Start of The data

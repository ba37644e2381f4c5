//! Pure helpers for performing a workflow action.

use chrono::{NaiveDate, NaiveTime};
use serde::{Deserialize, Serialize};
use serde_json::{Map, Value, json};
use uuid::Uuid;

use clinic_core::error::{AppError, codes};
use clinic_entity::appointment::{
    Appointment, AppointmentAction, AppointmentStatus, MessageData, StatusChange,
};
use clinic_entity::user::UserRole;

use crate::context::RequestContext;

/// Inputs an action may need, posted alongside it.
#[derive(Debug, Clone, Default, Serialize, Deserialize)]
pub struct ActionInput {
    /// Doctor to assign (assign, reassign).
    pub doctor_id: Option<Uuid>,
    /// Free-text reason (reject, cancel).
    pub reason: Option<String>,
    /// Proposed date (reschedule).
    pub new_date: Option<NaiveDate>,
    /// Proposed time (reschedule).
    pub new_time: Option<NaiveTime>,
    /// Optional note stored on the appointment.
    pub notes: Option<String>,
}

/// The value as given, unless it is only whitespace.
fn non_blank(value: &Option<String>) -> Option<String> {
    value.clone().filter(|s| !s.trim().is_empty())
}

/// Check that `input` carries what `action` needs.
///
/// All missing fields are reported together under their names.
pub fn validate_input(
    action: AppointmentAction,
    input: &ActionInput,
    today: NaiveDate,
) -> Result<(), AppError> {
    let mut errors = Map::new();
    let mut add = |field: &str, message: String| {
        errors.insert(field.to_string(), json!([message]));
    };

    if action.requires_doctor() && input.doctor_id.is_none() {
        add("doctor_id", format!("A doctor is required to {action}"));
    }
    if action.requires_reason() && non_blank(&input.reason).is_none() {
        add("reason", format!("A reason is required to {action}"));
    }
    if action.requires_new_slot() {
        match input.new_date {
            None => add("new_date", "A new date is required to reschedule".to_string()),
            Some(date) if date < today => {
                add("new_date", "The new date cannot be in the past".to_string())
            }
            Some(_) => {}
        }
        if input.new_time.is_none() {
            add("new_time", "A new time is required to reschedule".to_string());
        }
    }

    if errors.is_empty() {
        return Ok(());
    }
    let first = errors
        .values()
        .next()
        .and_then(|v| v[0].as_str())
        .unwrap_or("Invalid action input")
        .to_string();
    Err(AppError::validation(first).with_details(Value::Object(errors)))
}

/// Doctors may only act on appointments assigned to them.
pub fn ensure_assigned_doctor(ctx: &RequestContext, appointment: &Appointment) -> Result<(), AppError> {
    if ctx.role == UserRole::Doctor && !appointment.is_assigned_to(ctx.user_id) {
        return Err(AppError::forbidden(
            codes::NOT_ASSIGNED_DOCTOR,
            "This appointment is not assigned to you",
        ));
    }
    Ok(())
}

/// Whether the caller may read `appointment`.
pub fn can_view(ctx: &RequestContext, appointment: &Appointment) -> bool {
    match ctx.role {
        UserRole::Student | UserRole::AcademicStaff => appointment.belongs_to(ctx.user_id),
        UserRole::Doctor => appointment.is_assigned_to(ctx.user_id),
        UserRole::ClinicalStaff | UserRole::Admin | UserRole::Superadmin => true,
    }
}

/// The row update for `action` taken by `actor_id`.
pub fn status_change(
    appointment: &Appointment,
    action: AppointmentAction,
    next: AppointmentStatus,
    actor_id: Uuid,
    input: &ActionInput,
) -> StatusChange {
    StatusChange {
        from_status: appointment.status,
        to_status: next,
        actor_id,
        doctor_id: input.doctor_id.filter(|_| action.requires_doctor()),
        reason: non_blank(&input.reason).filter(|_| action.requires_reason()),
        new_date: input.new_date.filter(|_| action.requires_new_slot()),
        new_time: input.new_time.filter(|_| action.requires_new_slot()),
        notes: non_blank(&input.notes),
    }
}

/// Interpolation values for the patient and doctor messages, taken from
/// the appointment as it was before the change.
pub fn message_data(
    before: &Appointment,
    change: &StatusChange,
    doctor_name: Option<String>,
) -> MessageData {
    MessageData {
        doctor_name,
        date: Some(before.appointment_date.format("%Y-%m-%d").to_string()),
        time: Some(before.appointment_time.format("%H:%M").to_string()),
        new_date: change.new_date.map(|d| d.format("%Y-%m-%d").to_string()),
        new_time: change.new_time.map(|t| t.format("%H:%M").to_string()),
        rejection_reason: change
            .reason
            .clone()
            .filter(|_| change.to_status == AppointmentStatus::Rejected),
        cancellation_reason: change
            .reason
            .clone()
            .filter(|_| change.to_status == AppointmentStatus::Cancelled),
    }
}

#[cfg(test)]
mod tests {
    use super::*;
    use chrono::Utc;
    use clinic_entity::appointment::{AppointmentPriority, AppointmentType};

    fn today() -> NaiveDate {
        NaiveDate::from_ymd_opt(2025, 11, 3).unwrap()
    }

    fn appointment(status: AppointmentStatus, doctor_id: Option<Uuid>) -> Appointment {
        Appointment {
            id: Uuid::new_v4(),
            patient_id: Uuid::new_v4(),
            doctor_id,
            appointment_date: NaiveDate::from_ymd_opt(2025, 11, 10).unwrap(),
            appointment_time: NaiveTime::from_hms_opt(10, 30, 0).unwrap(),
            status,
            priority: AppointmentPriority::Normal,
            appointment_type: AppointmentType::General,
            reason: "Sore throat".into(),
            notes: None,
            rejection_reason: None,
            cancellation_reason: None,
            reviewed_by: None,
            assigned_by: None,
            reviewed_at: None,
            assigned_at: None,
            confirmed_at: None,
            rescheduled_at: None,
            completed_at: None,
            cancelled_at: None,
            rejected_at: None,
            created_at: Utc::now(),
            updated_at: Utc::now(),
        }
    }

    #[test]
    fn test_assign_requires_doctor() {
        let err = validate_input(AppointmentAction::Assign, &ActionInput::default(), today())
            .unwrap_err();
        assert_eq!(err.kind.status_code().as_u16(), 422);
        assert!(err.details.unwrap().get("doctor_id").is_some());
    }

    #[test]
    fn test_blank_reason_rejected() {
        let input = ActionInput {
            reason: Some("   ".into()),
            ..Default::default()
        };
        assert!(validate_input(AppointmentAction::Reject, &input, today()).is_err());
        assert!(validate_input(AppointmentAction::StartReview, &input, today()).is_ok());
    }

    #[test]
    fn test_reschedule_reports_both_fields() {
        let input = ActionInput {
            new_date: NaiveDate::from_ymd_opt(2025, 11, 1),
            ..Default::default()
        };
        let details = validate_input(AppointmentAction::Reschedule, &input, today())
            .unwrap_err()
            .details
            .unwrap();
        assert!(details.get("new_date").is_some());
        assert!(details.get("new_time").is_some());
    }

    #[test]
    fn test_doctor_must_be_assigned() {
        let doctor = Uuid::new_v4();
        let ctx = RequestContext::new(doctor, UserRole::Doctor, "dr@uni.edu.tr".into());

        let mine = appointment(AppointmentStatus::Assigned, Some(doctor));
        assert!(ensure_assigned_doctor(&ctx, &mine).is_ok());

        let other = appointment(AppointmentStatus::Assigned, Some(Uuid::new_v4()));
        let err = ensure_assigned_doctor(&ctx, &other).unwrap_err();
        assert_eq!(err.error_code(), codes::NOT_ASSIGNED_DOCTOR);
    }

    #[test]
    fn test_visibility_by_role() {
        let appt = appointment(AppointmentStatus::Pending, None);
        let owner = RequestContext::new(appt.patient_id, UserRole::Student, "s@uni.edu.tr".into());
        let stranger = RequestContext::new(Uuid::new_v4(), UserRole::Student, "x@uni.edu.tr".into());
        let staff = RequestContext::new(Uuid::new_v4(), UserRole::ClinicalStaff, "c@uni.edu.tr".into());
        let doctor = RequestContext::new(Uuid::new_v4(), UserRole::Doctor, "d@uni.edu.tr".into());

        assert!(can_view(&owner, &appt));
        assert!(!can_view(&stranger, &appt));
        assert!(can_view(&staff, &appt));
        assert!(!can_view(&doctor, &appt));
    }

    #[test]
    fn test_status_change_keeps_only_relevant_inputs() {
        let appt = appointment(AppointmentStatus::Assigned, Some(Uuid::new_v4()));
        let input = ActionInput {
            doctor_id: Some(Uuid::new_v4()),
            reason: Some("Doctor unavailable".into()),
            new_date: NaiveDate::from_ymd_opt(2025, 11, 12),
            new_time: NaiveTime::from_hms_opt(14, 0, 0),
            notes: None,
        };
        let change = status_change(
            &appt,
            AppointmentAction::Reschedule,
            AppointmentStatus::Rescheduled,
            Uuid::nil(),
            &input,
        );
        assert_eq!(change.from_status, AppointmentStatus::Assigned);
        assert!(change.doctor_id.is_none());
        assert!(change.reason.is_none());
        assert_eq!(change.new_date, input.new_date);

        let data = message_data(&appt, &change, Some("Ayşe Demir".into()));
        assert_eq!(data.date.as_deref(), Some("2025-11-10"));
        assert_eq!(data.new_date.as_deref(), Some("2025-11-12"));
        assert_eq!(data.new_time.as_deref(), Some("14:00"));
    }

    #[test]
    fn test_reason_routed_to_matching_message_field() {
        let appt = appointment(AppointmentStatus::UnderReview, None);
        let input = ActionInput {
            reason: Some("Please visit the emergency unit".into()),
            ..Default::default()
        };
        let change = status_change(
            &appt,
            AppointmentAction::Reject,
            AppointmentStatus::Rejected,
            Uuid::nil(),
            &input,
        );
        let data = message_data(&appt, &change, None);
        assert_eq!(
            data.rejection_reason.as_deref(),
            Some("Please visit the emergency unit")
        );
        assert!(data.cancellation_reason.is_none());
    }

    #[test]
    fn test_reason_kept_verbatim() {
        let appt = appointment(AppointmentStatus::Confirmed, Some(Uuid::new_v4()));
        let input = ActionInput {
            reason: Some("  Exam clash\n".into()),
            notes: Some("   ".into()),
            ..Default::default()
        };
        assert!(validate_input(AppointmentAction::Cancel, &input, today()).is_ok());

        let change = status_change(
            &appt,
            AppointmentAction::Cancel,
            AppointmentStatus::Cancelled,
            Uuid::nil(),
            &input,
        );
        assert_eq!(change.reason.as_deref(), Some("  Exam clash\n"));
        assert!(change.notes.is_none());

        let data = message_data(&appt, &change, None);
        assert_eq!(data.cancellation_reason.as_deref(), Some("  Exam clash\n"));
    }
}
//! Medical record repository implementation.

use sqlx::PgPool;
use uuid::Uuid;

use clinic_core::error::{AppError, ErrorKind};
use clinic_core::result::AppResult;
use clinic_entity::medical_record::{CreateMedicalRecord, MedicalRecord};

use super::map_insert_error;

/// Repository for medical records.
#[derive(Debug, Clone)]
pub struct MedicalRecordRepository {
    pool: PgPool,
}

impl MedicalRecordRepository {
    /// Create a new medical record repository.
    pub fn new(pool: PgPool) -> Self {
        Self { pool }
    }

    /// All records for a patient, newest first.
    pub async fn find_by_patient(&self, patient_id: Uuid) -> AppResult<Vec<MedicalRecord>> {
        sqlx::query_as::<_, MedicalRecord>(
            "SELECT * FROM medical_records WHERE patient_id = $1 ORDER BY created_at DESC",
        )
        .bind(patient_id)
        .fetch_all(&self.pool)
        .await
        .map_err(|e| AppError::with_source(ErrorKind::Database, "Failed to list medical records", e))
    }

    /// Whether `appointment_id` already has a record.
    pub async fn exists_for_appointment(&self, appointment_id: Uuid) -> AppResult<bool> {
        sqlx::query_scalar::<_, bool>(
            "SELECT EXISTS (SELECT 1 FROM medical_records WHERE appointment_id = $1)",
        )
        .bind(appointment_id)
        .fetch_one(&self.pool)
        .await
        .map_err(|e| AppError::with_source(ErrorKind::Database, "Failed to check medical record", e))
    }

    /// Insert a record. A second record for the same appointment is a conflict.
    pub async fn create(&self, data: &CreateMedicalRecord) -> AppResult<MedicalRecord> {
        sqlx::query_as::<_, MedicalRecord>(
            "INSERT INTO medical_records (appointment_id, patient_id, doctor_id, diagnosis, \
             treatment, prescription, notes) VALUES ($1, $2, $3, $4, $5, $6, $7) RETURNING *",
        )
        .bind(data.appointment_id)
        .bind(data.patient_id)
        .bind(data.doctor_id)
        .bind(&data.diagnosis)
        .bind(&data.treatment)
        .bind(&data.prescription)
        .bind(&data.notes)
        .fetch_one(&self.pool)
        .await
        .map_err(|e| {
            map_insert_error(
                e,
                "medical record",
                "A medical record already exists for this appointment",
            )
        })
    }
}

End of The data

Required work:
Your task is to say how many lines in the entries above contain the word "bind". Please write only the number.

The answer:
9